Todo el mundo sabe que lo que hicieron los cinco hombretones de la Manada, en Pamplona, fue una vergüenza que no tiene nombre. Hubiera o no consentimiento por parte de la chica -eso tendrá que decidirlo el juez en función de las pruebas-, su comportamiento en el portal, en una calurosa madrugada de sanfermines, es para echarse a temblar de rabia y de asco. Sobre todo porque los cinco muchachotes estaban convencidos de que hacían una cosa muy divertida, de la que además alardeaban continuamente en las redes sociales. Tan orgullosos estaban que hasta grabaron lo que hacían con intención de colgar la filmación en Instagram. Son así de burros y así de idiotas. Ahora bien, como ciudadanos de un estado de Derecho, esos cinco homínidos se merecen un juicio con todas las garantías legales. Cualquier acusado, haya hecho lo que haya hecho -ya sea un crimen, una violación o un delito de corrupción política-, debe ser sometido a un juicio justo. Esto, que parece una obviedad, no lo es en absoluto. Al contrario, cada vez hay más gente que se opone a las garantías que ofrece la ley y que prefiere una justicia expeditiva en la que el acusado sea condenado sin remedio, haya pruebas determinantes o no las haya, con fundamentos jurídicos para hacerlo o sin fundamentos de ningún tipo.

Eso está pasando con una preocupante regularidad, sobre todo si se trata de casos de violencia de género o de corrupción política. En estos casos hay una corriente de opinión, cada vez más extendida, que pretende juzgar a los acusados por una especie de procedimiento sumarísimo -como en los juicios sin ninguna garantía legal del franquismo-, de modo que no haya posibilidad alguna de defensa y el acusado esté condenado de antemano. Y de esta forma, con la bienintencionada excusa de defender a las víctimas de la violencia de género o a los ciudadanos esquilmados por la corrupción, se está extendiendo una forma de pensar que despoja de todas las garantías legales a los acusados. Y para ello se intimida a los jueces, se montan manifestaciones a la entrada de los juzgados y se emiten condenas sumarias en las redes sociales. En Pamplona han ido más lejos aún y el Ayuntamiento ha montado una campaña publicitaria contra los cinco miembros de la Manada. Curiosamente, los miembros de la Manada no son pamplonicas sino sevillanos, y por tanto pueden considerarse “forasteros” o «extraños», y ya sabemos lo bien que funciona ahora la táctica de chillar contra los de fuera. Si los cinco integrantes de la Manada fueran navarros quizá el Ayuntamiento se hubiera comportado de otra manera. Pero la xenofobia siempre viene bien en estos tiempos histéricos. Y tanto que sí.

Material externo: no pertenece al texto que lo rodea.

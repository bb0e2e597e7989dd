//! Random identifier generation from a regular expression.
//!
//! Patterns are parsed with `regex-syntax` and sampled with `rand_regex`, so
//! the accepted syntax is the `regex` crate's. Unbounded repetitions are
//! limited to the characters left over after the shortest match, and samples
//! longer than `max_length` characters are drawn again.

use rand::Rng;
use rand::distributions::Distribution;
use regex_syntax::ParserBuilder;

use crate::domain::ports::{IdentifierGenerator, IdentifierPatternError};

/// Samples drawn before giving up on fitting `max_length`.
const MAX_ATTEMPTS: usize = 64;

/// Generator backed by the thread-local random number generator.
///
/// # Examples
/// ```
/// use registrar::domain::ports::IdentifierGenerator;
/// use registrar::domain::{RandomIdentifierGenerator, STUDENT_CODE_MAX_LENGTH, STUDENT_CODE_PATTERN};
///
/// let code = RandomIdentifierGenerator
///     .generate(STUDENT_CODE_PATTERN, STUDENT_CODE_MAX_LENGTH)
///     .expect("student code pattern is valid");
/// assert_eq!(code.len(), 6);
/// ```
#[derive(Debug, Clone, Copy, Default)]
pub struct RandomIdentifierGenerator;

impl IdentifierGenerator for RandomIdentifierGenerator {
    fn generate(
        &self,
        pattern: &str,
        max_length: usize,
    ) -> Result<String, IdentifierPatternError> {
        generate_identifier(pattern, max_length, &mut rand::thread_rng())
    }
}

/// Generate one string matching `pattern` using the supplied random source.
///
/// The shortest match is measured in UTF-8 bytes, so patterns built from
/// non-ASCII characters are judged against the cap conservatively.
///
/// # Errors
/// Returns [`IdentifierPatternError`] when the pattern does not parse, can
/// never match, or cannot produce a match of at most `max_length`
/// characters.
pub fn generate_identifier<R: Rng + ?Sized>(
    pattern: &str,
    max_length: usize,
    rng: &mut R,
) -> Result<String, IdentifierPatternError> {
    let hir = ParserBuilder::new()
        .build()
        .parse(pattern)
        .map_err(|err| IdentifierPatternError::syntax(err.to_string()))?;
    let min_length = hir
        .properties()
        .minimum_len()
        .ok_or_else(IdentifierPatternError::unsatisfiable)?;
    if min_length > max_length {
        return Err(IdentifierPatternError::exceeds_max_length(
            min_length, max_length,
        ));
    }

    let max_repeat = u32::try_from(max_length - min_length).unwrap_or(u32::MAX);
    let sampler = rand_regex::Regex::with_hir(hir, max_repeat)
        .map_err(|err| IdentifierPatternError::unsupported(err.to_string()))?;

    for _ in 0..MAX_ATTEMPTS {
        let candidate: String = Distribution::<String>::sample(&sampler, &mut *rng);
        if candidate.chars().count() <= max_length {
            return Ok(candidate);
        }
    }
    Err(IdentifierPatternError::no_fitting_match(max_length, MAX_ATTEMPTS))
}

Si alguien se atreve a expresar la menor reserva contra este griterío justiciero, enseguida se le acusa de defender a los integrantes de la Manada y de ser un violador en potencia (o incluso en la práctica). Y lo mismo pasa si se trata de acusados de corrupción. Si alguien se limita a recordar que todo acusado tiene derecho a un juicio con todas las garantías legales, al instante se le considera un cómplice de los corruptos, o como mínimo alguien que está a sueldo de los partidos corruptos. El caso es negar cualquier posibilidad de defensa para los acusados, lo que supone negar también cualquier posibilidad de existencia de eso que llamamos el Estado de Derecho. Un concepto, por cierto, que cada vez nos cuesta más entender, como si fuera un complejo problema matemático -el último teorema de Fermat, por ejemplo- al que nadie consiguiera descifrar. Basta pensar en las cosas que se dicen y se hacen estos días con los acusados de la Manada, y habría que pensar también en todo lo que ha pasado con el «procés». Entre amplias capas de la población, el Estado de Derecho no parece gustar a nadie ni despertar ninguna clase de simpatía.

Es cierto que hay muchas cosas que funcionan mal en la Justicia. Es cierto que el sistema es lento y engorroso y casi siempre actúa con una irritante parsimonia. Es cierto que Iñaki Urdangarín está en Ginebra y que muchos acusados por corrupción todavía no han sido juzgados. Todo eso es verdad, claro que sí. Pero no hay justicia posible sin un sistema que defienda en todo lo posible a los acusados. O sí la hay. Pero se trata de la justicia de los estados totalitarios con sus juicios sumarísimos: sin testigos, sin pruebas, sin derecho a una defensa eficiente y con la condena establecida de antemano por quien gobierna el país o por las masas furiosas que se manifiestan en la calle. O lo que es peor, por la diabólica combinación del poder político que agita y manipula a las masas que vociferan en la calle. Y esto, que debiera aterrorizarnos a todos, es lo que parece gustarle ahora a mucha gente.